*Task to carry out*.
What is the number of lines in the data that contain "Display"? Respond with nothing else.

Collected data
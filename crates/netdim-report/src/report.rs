//! Printable HTML report of one dimensioning run.

use crate::error::ExportResult;
use crate::format::{capitalize, escape_html, format_amount};
use crate::output::write_output;
use crate::snapshot::Snapshot;
use netdim_core::{format_number, Breakdown};
use std::fmt;
use std::path::{Path, PathBuf};

const STYLE: &str = r#"        body { font-family: Arial, sans-serif; margin: 20px; line-height: 1.6; }
        .header { text-align: center; border-bottom: 2px solid #333; padding-bottom: 20px; margin-bottom: 30px; }
        .section { margin-bottom: 25px; }
        .section h2 { color: #2563eb; border-bottom: 1px solid #ddd; padding-bottom: 5px; }
        table { width: 100%; border-collapse: collapse; margin: 10px 0; }
        th, td { border: 1px solid #ddd; padding: 8px; text-align: left; }
        th { background-color: #f5f5f5; }
        .footer { margin-top: 40px; text-align: center; font-size: 12px; color: #666; }
        .cost { font-weight: bold; color: #059669; }"#;

const RECOMMENDATIONS: [&str; 5] = [
    "Optimiser la position des sites pour une meilleure couverture",
    "Considérer les obstacles géographiques et climatiques",
    "Prévoir une marge de capacité pour la croissance future",
    "Intégrer les aspects de sécurité et redondance",
    "Valider les résultats avec des mesures sur site",
];

const NOT_AVAILABLE: &str = "N/A";

/// HTML report built from a snapshot.
///
/// Rendered through [`fmt::Display`]; every interpolated value is escaped.
///
/// # Example
///
/// ```
/// use netdim_core::{DimensioningConstants, NetworkType, ParameterSet};
/// use netdim_report::{Report, ReportMetadata, Snapshot};
///
/// let snapshot = Snapshot::capture(
///     ParameterSet::defaults(NetworkType::Gsm),
///     &DimensioningConstants::default(),
///     ReportMetadata::default(),
/// );
/// let html = Report::new(&snapshot).to_string();
/// assert!(html.contains("RAPPORT DE DIMENSIONNEMENT GSM"));
/// ```
#[derive(Debug, Clone)]
pub struct Report<'a> {
    snapshot: &'a Snapshot,
    breakdown: Option<Breakdown>,
}

impl<'a> Report<'a> {
    pub fn new(snapshot: &'a Snapshot) -> Self {
        Self {
            snapshot,
            breakdown: None,
        }
    }

    /// Add a section listing the intermediate quantities of the calculation.
    pub fn with_breakdown(mut self, breakdown: Breakdown) -> Self {
        self.breakdown = Some(breakdown);
        self
    }

    /// `rapport_<NAME>_<epoch ms>.html`
    pub fn file_name(&self) -> String {
        format!(
            "rapport_{}_{}.html",
            self.snapshot.network.name(),
            self.snapshot.timestamp.timestamp_millis()
        )
    }

    /// Write the report into `dir` under [`Report::file_name`].
    pub fn write_to(&self, dir: &Path) -> ExportResult<PathBuf> {
        write_output(dir, &self.file_name(), &self.to_string())
    }

    fn write_header(&self, f: &mut fmt::Formatter<'_>) -> fmt::Result {
        let snapshot = self.snapshot;
        let metadata = &snapshot.metadata;
        writeln!(f, "    <div class=\"header\">")?;
        writeln!(
            f,
            "        <h1>RAPPORT DE DIMENSIONNEMENT {}</h1>",
            snapshot.network.name()
        )?;
        writeln!(f, "        <p><strong>{}</strong></p>", escape_html(&metadata.projet))?;
        if let Some(institution) = &metadata.institution {
            writeln!(f, "        <p>{}</p>", escape_html(institution))?;
        }
        writeln!(
            f,
            "        <p>Date de génération: {}</p>",
            snapshot.timestamp.format("%d/%m/%Y %H:%M:%S UTC")
        )?;
        writeln!(f, "    </div>")
    }

    fn write_parameters(&self, f: &mut fmt::Formatter<'_>) -> fmt::Result {
        writeln!(f, "    <div class=\"section\">")?;
        writeln!(f, "        <h2>Paramètres de Configuration</h2>")?;
        writeln!(f, "        <table class=\"parameter-table\">")?;
        writeln!(
            f,
            "            <thead><tr><th>Paramètre</th><th>Valeur</th><th>Unité</th></tr></thead>"
        )?;
        writeln!(f, "            <tbody>")?;
        for (def, value) in self.snapshot.parameters.entries() {
            writeln!(
                f,
                "                <tr><td>{}</td><td>{}</td><td>{}</td></tr>",
                escape_html(&capitalize(def.name)),
                format_number(value),
                escape_html(def.unit)
            )?;
        }
        writeln!(f, "            </tbody>")?;
        writeln!(f, "        </table>")?;
        writeln!(f, "    </div>")
    }

    fn write_results(&self, f: &mut fmt::Formatter<'_>) -> fmt::Result {
        let results = &self.snapshot.results;
        let currency = &self.snapshot.metadata.currency;

        let sites = non_zero(results.sites as u64, || results.sites.to_string());
        let coverage = non_zero(results.coverage as u64, || format!("{}%", results.coverage));
        let cost = non_zero(results.cost, || format_amount(results.cost, currency));

        writeln!(f, "    <div class=\"section\">")?;
        writeln!(f, "        <h2>Résultats du Dimensionnement</h2>")?;
        writeln!(f, "        <table class=\"result-table\">")?;
        writeln!(f, "            <thead><tr><th>Métrique</th><th>Valeur</th></tr></thead>")?;
        writeln!(f, "            <tbody>")?;
        result_row(f, "Sites nécessaires", &sites, None)?;
        result_row(f, "Capacité totale", &results.capacity.to_string(), None)?;
        result_row(f, "Taux de couverture", &coverage, None)?;
        result_row(f, "Coût estimé", &cost, Some("cost"))?;
        result_row(f, results.extra.label(), &results.extra.to_string(), None)?;
        writeln!(f, "            </tbody>")?;
        writeln!(f, "        </table>")?;
        writeln!(f, "    </div>")
    }

    fn write_breakdown(&self, f: &mut fmt::Formatter<'_>, breakdown: &Breakdown) -> fmt::Result {
        writeln!(f, "    <div class=\"section\">")?;
        writeln!(f, "        <h2>Détail du Calcul</h2>")?;
        writeln!(f, "        <table class=\"breakdown-table\">")?;
        writeln!(f, "            <tbody>")?;
        for (name, value) in breakdown.rows() {
            writeln!(
                f,
                "                <tr><td>{}</td><td>{}</td></tr>",
                escape_html(name),
                escape_html(&value)
            )?;
        }
        writeln!(f, "            </tbody>")?;
        writeln!(f, "        </table>")?;
        writeln!(f, "    </div>")
    }

    fn write_analysis(&self, f: &mut fmt::Formatter<'_>) -> fmt::Result {
        writeln!(f, "    <div class=\"section\">")?;
        writeln!(f, "        <h2>Analyse et Recommandations</h2>")?;
        writeln!(f, "        <h3>Méthodologie</h3>")?;
        writeln!(
            f,
            "        <p>Ce dimensionnement a été calculé en utilisant les algorithmes standards pour les réseaux {}.</p>",
            self.snapshot.network.name()
        )?;
        writeln!(f, "        <h3>Recommandations</h3>")?;
        writeln!(f, "        <ul>")?;
        for item in RECOMMENDATIONS {
            writeln!(f, "            <li>{}</li>", item)?;
        }
        writeln!(f, "        </ul>")?;
        writeln!(f, "    </div>")
    }

    fn write_footer(&self, f: &mut fmt::Formatter<'_>) -> fmt::Result {
        let metadata = &self.snapshot.metadata;
        writeln!(f, "    <div class=\"footer\">")?;
        writeln!(
            f,
            "        <p>Rapport généré par l'Outil de Dimensionnement des Réseaux Télécoms</p>"
        )?;
        let credits: Vec<&str> = [metadata.institution.as_deref(), metadata.course.as_deref()]
            .into_iter()
            .flatten()
            .collect();
        if !credits.is_empty() {
            writeln!(f, "        <p>{}</p>", escape_html(&credits.join(" - ")))?;
        }
        writeln!(f, "    </div>")
    }
}

impl fmt::Display for Report<'_> {
    fn fmt(&self, f: &mut fmt::Formatter<'_>) -> fmt::Result {
        let network = self.snapshot.network.name();
        writeln!(f, "<!DOCTYPE html>")?;
        writeln!(f, "<html lang=\"fr\">")?;
        writeln!(f, "<head>")?;
        writeln!(f, "    <meta charset=\"UTF-8\">")?;
        writeln!(f, "    <title>Rapport de Dimensionnement {}</title>", network)?;
        writeln!(f, "    <style>\n{}\n    </style>", STYLE)?;
        writeln!(f, "</head>")?;
        writeln!(f, "<body>")?;
        self.write_header(f)?;
        self.write_parameters(f)?;
        self.write_results(f)?;
        if let Some(breakdown) = &self.breakdown {
            self.write_breakdown(f, breakdown)?;
        }
        self.write_analysis(f)?;
        self.write_footer(f)?;
        writeln!(f, "</body>")?;
        writeln!(f, "</html>")
    }
}

/// Zero values read as missing.
fn non_zero(value: u64, render: impl FnOnce() -> String) -> String {
    if value == 0 {
        NOT_AVAILABLE.to_string()
    } else {
        render()
    }
}

fn result_row(
    f: &mut fmt::Formatter<'_>,
    label: &str,
    value: &str,
    class: Option<&str>,
) -> fmt::Result {
    let class = class.map(|c| format!(" class=\"{}\"", c)).unwrap_or_default();
    writeln!(
        f,
        "                <tr><td>{}</td><td{}><strong>{}</strong></td></tr>",
        escape_html(label),
        class,
        escape_html(value)
    )
}

#[cfg(test)]
mod tests {
    use super::*;
    use crate::metadata::ReportMetadata;
    use chrono::{TimeZone, Utc};
    use netdim_core::{breakdown, DimensioningConstants, GsmParams, NetworkType, ParameterSet};

    fn snapshot(params: ParameterSet, metadata: ReportMetadata) -> Snapshot {
        let mut snapshot = Snapshot::capture(params, &DimensioningConstants::default(), metadata);
        snapshot.timestamp = Utc.with_ymd_and_hms(2025, 6, 15, 10, 30, 0).unwrap();
        snapshot
    }

    #[test]
    fn test_gsm_report_contents() {
        let snapshot = snapshot(ParameterSet::defaults(NetworkType::Gsm), ReportMetadata::default());
        let html = Report::new(&snapshot).to_string();

        assert!(html.starts_with("<!DOCTYPE html>"));
        assert!(html.contains("<title>Rapport de Dimensionnement GSM</title>"));
        assert!(html.contains("<p><strong>Outil de Dimensionnement Télécoms</strong></p>"));
        assert!(html.contains("Date de génération: 15/06/2025 10:30:00 UTC"));
        assert!(html.contains("<tr><td>BusyHour</td><td>15</td><td>%</td></tr>"));
        assert!(html.contains("<tr><td>Area</td><td>100</td><td>km²</td></tr>"));
        assert!(html.contains("<strong>38</strong>"));
        assert!(html.contains("<strong>2432 canaux</strong>"));
        assert!(html.contains("<strong>100%</strong>"));
        assert!(html.contains("<td class=\"cost\"><strong>3\u{202F}420\u{202F}000\u{202F}000 FCFA</strong>"));
        assert!(html.contains("<strong>300 Erl</strong>"));
        assert!(html.contains("algorithmes standards pour les réseaux GSM"));
        assert!(html.trim_end().ends_with("</html>"));
    }

    #[test]
    fn test_zero_results_show_not_available() {
        let params = GsmParams {
            area: 0.0,
            density: 0.0,
            ..GsmParams::default()
        };
        let snapshot = snapshot(params.into(), ReportMetadata::default());
        let html = Report::new(&snapshot).to_string();

        assert!(html.contains("<tr><td>Sites nécessaires</td><td><strong>N/A</strong></td></tr>"));
        assert!(html.contains("<tr><td>Taux de couverture</td><td><strong>N/A</strong></td></tr>"));
        assert!(html.contains("<td class=\"cost\"><strong>N/A</strong>"));
        assert!(html.contains("<strong>0 canaux</strong>"));
    }

    #[test]
    fn test_metadata_lines_are_escaped() {
        let metadata = ReportMetadata {
            projet: "Plan <réseau>".to_string(),
            institution: Some("École & Co".to_string()),
            course: Some("Réseaux télécoms".to_string()),
            currency: "FCFA".to_string(),
        };
        let snapshot = snapshot(ParameterSet::defaults(NetworkType::Lte), metadata);
        let html = Report::new(&snapshot).to_string();

        assert!(html.contains("Plan &lt;réseau&gt;"));
        assert!(html.contains("<p>École &amp; Co</p>"));
        assert!(html.contains("<p>École &amp; Co - Réseaux télécoms</p>"));
        assert!(!html.contains("<réseau>"));
    }

    #[test]
    fn test_breakdown_section_is_optional() {
        let snapshot = snapshot(ParameterSet::defaults(NetworkType::Optical), ReportMetadata::default());
        assert!(!Report::new(&snapshot).to_string().contains("Détail du Calcul"));

        let detail = breakdown(&snapshot.parameters, &DimensioningConstants::default());
        let html = Report::new(&snapshot).with_breakdown(detail).to_string();
        assert!(html.contains("Détail du Calcul"));
        assert!(html.contains("<tr><td>total loss (dB)</td><td>11.00</td></tr>"));
    }

    #[test]
    fn test_file_name_and_write() {
        let dir = tempfile::tempdir().unwrap();
        let snapshot = snapshot(ParameterSet::defaults(NetworkType::Microwave), ReportMetadata::default());
        let report = Report::new(&snapshot);

        assert_eq!(report.file_name(), "rapport_HERTZIEN_1749983400000.html");
        let path = report.write_to(dir.path()).unwrap();
        let written = std::fs::read_to_string(path).unwrap();
        assert_eq!(written, report.to_string());
    }
}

*Task answer*.
2